(AVAILABLE RECORDS Opens)

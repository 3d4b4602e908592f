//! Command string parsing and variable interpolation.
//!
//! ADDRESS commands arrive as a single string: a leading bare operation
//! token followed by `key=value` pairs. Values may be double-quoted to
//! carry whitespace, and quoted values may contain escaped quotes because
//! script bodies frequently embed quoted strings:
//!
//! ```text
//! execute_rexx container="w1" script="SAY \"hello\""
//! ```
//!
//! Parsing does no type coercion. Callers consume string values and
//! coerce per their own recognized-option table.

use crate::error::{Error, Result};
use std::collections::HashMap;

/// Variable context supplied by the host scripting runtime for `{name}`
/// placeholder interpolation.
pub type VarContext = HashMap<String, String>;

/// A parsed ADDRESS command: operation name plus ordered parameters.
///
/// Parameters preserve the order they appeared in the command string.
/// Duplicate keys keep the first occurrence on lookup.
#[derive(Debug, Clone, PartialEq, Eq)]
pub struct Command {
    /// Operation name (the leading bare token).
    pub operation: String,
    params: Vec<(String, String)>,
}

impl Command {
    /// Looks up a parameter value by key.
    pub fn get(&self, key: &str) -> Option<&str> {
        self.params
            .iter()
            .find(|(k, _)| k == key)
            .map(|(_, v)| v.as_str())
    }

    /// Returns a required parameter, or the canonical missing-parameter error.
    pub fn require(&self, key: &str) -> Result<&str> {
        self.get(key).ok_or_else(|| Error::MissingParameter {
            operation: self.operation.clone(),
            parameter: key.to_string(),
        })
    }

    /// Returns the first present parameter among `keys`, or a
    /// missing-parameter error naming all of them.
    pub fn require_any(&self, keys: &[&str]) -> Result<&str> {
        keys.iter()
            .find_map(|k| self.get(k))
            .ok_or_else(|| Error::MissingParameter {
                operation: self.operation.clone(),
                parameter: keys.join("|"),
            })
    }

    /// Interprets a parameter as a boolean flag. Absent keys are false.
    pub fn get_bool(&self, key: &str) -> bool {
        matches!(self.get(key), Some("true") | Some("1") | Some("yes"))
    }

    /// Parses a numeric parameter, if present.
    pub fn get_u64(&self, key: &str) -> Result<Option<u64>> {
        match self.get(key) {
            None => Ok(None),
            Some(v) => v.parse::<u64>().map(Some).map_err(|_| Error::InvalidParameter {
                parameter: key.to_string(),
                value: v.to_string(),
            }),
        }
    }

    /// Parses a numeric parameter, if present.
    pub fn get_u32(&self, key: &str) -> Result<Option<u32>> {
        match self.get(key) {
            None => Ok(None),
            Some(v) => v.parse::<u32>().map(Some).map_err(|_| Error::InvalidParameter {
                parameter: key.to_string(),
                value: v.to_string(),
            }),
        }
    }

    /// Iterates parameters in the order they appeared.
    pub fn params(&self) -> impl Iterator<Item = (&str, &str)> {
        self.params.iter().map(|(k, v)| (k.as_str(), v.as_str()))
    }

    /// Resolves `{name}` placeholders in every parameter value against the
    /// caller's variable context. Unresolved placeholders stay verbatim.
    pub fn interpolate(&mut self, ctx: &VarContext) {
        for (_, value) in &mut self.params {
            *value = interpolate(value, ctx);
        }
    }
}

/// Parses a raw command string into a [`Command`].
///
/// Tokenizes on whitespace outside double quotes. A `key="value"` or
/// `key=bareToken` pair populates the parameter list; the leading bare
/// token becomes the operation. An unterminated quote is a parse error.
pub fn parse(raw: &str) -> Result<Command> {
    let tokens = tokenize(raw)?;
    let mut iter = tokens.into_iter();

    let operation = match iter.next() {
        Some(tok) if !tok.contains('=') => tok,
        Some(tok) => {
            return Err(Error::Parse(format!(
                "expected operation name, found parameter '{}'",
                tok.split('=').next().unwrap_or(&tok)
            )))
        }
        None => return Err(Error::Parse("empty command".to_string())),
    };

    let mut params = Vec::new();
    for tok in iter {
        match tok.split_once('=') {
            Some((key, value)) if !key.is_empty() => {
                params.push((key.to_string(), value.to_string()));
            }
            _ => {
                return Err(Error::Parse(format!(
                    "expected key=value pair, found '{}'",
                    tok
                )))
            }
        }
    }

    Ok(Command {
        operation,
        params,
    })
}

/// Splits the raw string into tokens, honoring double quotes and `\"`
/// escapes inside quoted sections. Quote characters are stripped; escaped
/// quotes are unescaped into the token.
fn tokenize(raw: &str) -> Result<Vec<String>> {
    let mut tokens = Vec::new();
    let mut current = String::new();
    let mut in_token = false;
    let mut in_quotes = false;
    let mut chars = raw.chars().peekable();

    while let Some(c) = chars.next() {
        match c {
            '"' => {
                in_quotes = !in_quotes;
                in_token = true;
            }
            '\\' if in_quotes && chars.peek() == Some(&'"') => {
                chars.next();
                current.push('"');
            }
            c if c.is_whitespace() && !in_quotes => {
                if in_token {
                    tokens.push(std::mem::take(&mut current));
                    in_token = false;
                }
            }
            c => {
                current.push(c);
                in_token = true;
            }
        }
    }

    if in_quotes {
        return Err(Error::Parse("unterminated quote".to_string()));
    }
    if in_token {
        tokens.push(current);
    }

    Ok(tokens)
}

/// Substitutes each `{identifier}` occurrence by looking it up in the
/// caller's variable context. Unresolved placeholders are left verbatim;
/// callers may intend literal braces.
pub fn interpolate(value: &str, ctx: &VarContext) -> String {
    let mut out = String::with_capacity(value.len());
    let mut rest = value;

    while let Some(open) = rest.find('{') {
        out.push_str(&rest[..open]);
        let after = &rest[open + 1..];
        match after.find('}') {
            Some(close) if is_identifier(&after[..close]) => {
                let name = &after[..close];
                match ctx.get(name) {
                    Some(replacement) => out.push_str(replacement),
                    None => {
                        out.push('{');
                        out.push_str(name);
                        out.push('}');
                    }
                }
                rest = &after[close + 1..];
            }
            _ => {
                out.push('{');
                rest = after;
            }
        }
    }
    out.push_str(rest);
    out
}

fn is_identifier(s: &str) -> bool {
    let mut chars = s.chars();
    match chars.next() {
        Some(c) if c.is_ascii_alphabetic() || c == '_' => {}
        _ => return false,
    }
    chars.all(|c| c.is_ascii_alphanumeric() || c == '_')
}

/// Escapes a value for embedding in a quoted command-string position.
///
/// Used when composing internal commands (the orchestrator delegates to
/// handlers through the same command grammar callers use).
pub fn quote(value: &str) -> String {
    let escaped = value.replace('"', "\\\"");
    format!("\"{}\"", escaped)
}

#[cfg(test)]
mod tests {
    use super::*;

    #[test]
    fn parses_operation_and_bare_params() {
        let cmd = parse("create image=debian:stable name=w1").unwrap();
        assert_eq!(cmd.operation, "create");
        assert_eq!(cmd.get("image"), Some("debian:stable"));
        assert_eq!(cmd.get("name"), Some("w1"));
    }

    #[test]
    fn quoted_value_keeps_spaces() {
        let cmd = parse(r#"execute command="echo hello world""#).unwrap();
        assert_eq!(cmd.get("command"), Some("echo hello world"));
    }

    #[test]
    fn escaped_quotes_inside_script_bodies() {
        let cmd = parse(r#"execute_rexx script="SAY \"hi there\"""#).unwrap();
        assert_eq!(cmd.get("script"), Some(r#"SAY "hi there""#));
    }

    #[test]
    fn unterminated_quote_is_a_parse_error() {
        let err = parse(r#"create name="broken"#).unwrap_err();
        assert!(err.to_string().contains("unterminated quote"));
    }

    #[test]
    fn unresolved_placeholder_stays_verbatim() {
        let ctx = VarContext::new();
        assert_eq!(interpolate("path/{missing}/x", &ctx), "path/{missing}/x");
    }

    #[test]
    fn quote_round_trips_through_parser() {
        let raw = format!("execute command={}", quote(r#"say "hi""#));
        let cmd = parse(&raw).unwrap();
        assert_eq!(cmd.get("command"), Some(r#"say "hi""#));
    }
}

(AVAILABLE RECORDS Closes)
(AVAILABLE RECORDS Opens)

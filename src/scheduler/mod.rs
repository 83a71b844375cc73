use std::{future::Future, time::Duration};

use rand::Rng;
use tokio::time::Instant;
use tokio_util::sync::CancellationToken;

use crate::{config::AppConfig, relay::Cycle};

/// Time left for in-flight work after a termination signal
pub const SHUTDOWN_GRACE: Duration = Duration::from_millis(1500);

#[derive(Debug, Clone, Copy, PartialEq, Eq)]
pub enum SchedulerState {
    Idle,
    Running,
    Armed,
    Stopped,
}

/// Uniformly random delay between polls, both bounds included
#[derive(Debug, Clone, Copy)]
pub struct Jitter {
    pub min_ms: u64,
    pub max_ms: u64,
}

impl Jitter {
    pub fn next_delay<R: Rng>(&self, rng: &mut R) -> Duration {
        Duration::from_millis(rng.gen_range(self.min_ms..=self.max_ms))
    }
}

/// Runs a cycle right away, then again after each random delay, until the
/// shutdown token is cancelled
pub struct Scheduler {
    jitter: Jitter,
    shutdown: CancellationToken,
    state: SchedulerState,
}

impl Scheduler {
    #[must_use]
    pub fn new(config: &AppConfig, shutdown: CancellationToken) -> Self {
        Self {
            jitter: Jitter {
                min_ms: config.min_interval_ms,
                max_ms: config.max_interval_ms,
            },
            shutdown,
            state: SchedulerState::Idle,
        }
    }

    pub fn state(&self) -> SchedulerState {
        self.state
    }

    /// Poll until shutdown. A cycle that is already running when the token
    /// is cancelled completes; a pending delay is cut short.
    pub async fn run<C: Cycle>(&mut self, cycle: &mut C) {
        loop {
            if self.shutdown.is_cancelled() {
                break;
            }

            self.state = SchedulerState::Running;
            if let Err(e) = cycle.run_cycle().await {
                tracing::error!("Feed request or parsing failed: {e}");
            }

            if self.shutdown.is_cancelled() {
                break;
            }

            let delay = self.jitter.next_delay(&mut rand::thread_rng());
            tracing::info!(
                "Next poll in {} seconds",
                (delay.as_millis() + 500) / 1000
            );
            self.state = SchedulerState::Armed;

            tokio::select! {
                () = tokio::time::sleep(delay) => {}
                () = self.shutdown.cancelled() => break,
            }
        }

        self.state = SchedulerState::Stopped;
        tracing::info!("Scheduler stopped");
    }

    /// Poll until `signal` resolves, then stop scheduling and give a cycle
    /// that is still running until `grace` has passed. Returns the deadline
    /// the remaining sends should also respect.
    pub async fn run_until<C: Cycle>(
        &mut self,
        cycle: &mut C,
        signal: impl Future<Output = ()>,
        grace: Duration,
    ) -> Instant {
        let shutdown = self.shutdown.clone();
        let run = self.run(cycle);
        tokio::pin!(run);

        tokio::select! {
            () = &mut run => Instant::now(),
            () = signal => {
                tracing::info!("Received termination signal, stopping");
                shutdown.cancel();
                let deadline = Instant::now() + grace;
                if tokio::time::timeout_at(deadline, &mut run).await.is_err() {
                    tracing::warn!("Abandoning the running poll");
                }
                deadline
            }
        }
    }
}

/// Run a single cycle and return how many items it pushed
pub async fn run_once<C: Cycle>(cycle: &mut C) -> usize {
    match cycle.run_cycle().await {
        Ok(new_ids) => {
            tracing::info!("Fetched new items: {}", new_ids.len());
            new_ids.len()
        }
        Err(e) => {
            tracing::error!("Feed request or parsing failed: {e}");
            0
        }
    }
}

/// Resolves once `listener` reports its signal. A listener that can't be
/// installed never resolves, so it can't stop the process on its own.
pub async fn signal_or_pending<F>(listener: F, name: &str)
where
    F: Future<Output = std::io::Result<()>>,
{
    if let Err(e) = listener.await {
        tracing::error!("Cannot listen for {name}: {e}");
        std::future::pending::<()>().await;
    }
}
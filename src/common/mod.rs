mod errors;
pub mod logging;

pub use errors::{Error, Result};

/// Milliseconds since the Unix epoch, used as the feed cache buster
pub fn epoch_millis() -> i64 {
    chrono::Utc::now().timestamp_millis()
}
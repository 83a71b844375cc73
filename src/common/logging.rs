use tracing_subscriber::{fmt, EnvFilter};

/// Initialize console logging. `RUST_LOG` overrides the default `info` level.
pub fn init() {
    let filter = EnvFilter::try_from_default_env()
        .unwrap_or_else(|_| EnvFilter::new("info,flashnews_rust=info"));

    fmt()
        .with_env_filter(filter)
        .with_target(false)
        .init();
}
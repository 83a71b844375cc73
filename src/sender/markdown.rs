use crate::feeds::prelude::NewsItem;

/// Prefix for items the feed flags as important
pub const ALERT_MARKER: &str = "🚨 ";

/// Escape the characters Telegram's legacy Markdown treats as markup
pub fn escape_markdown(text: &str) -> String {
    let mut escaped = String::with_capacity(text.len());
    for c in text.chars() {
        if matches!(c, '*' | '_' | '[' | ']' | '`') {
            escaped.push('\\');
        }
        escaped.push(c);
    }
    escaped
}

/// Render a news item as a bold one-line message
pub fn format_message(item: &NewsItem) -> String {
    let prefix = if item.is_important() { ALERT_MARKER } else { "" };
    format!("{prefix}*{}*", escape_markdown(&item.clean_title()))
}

(AVAILABLE RECORDS Closes)

■ PROBLEM TO WORK ON ■
Where a line of the entries contains "each", report that line.

■ SOLUTION FOR THIS EXERCISE ■
/// Substitutes each `{identifier}` occurrence by looking it up in the
/// Runs a cycle right away, then again after each random delay, until the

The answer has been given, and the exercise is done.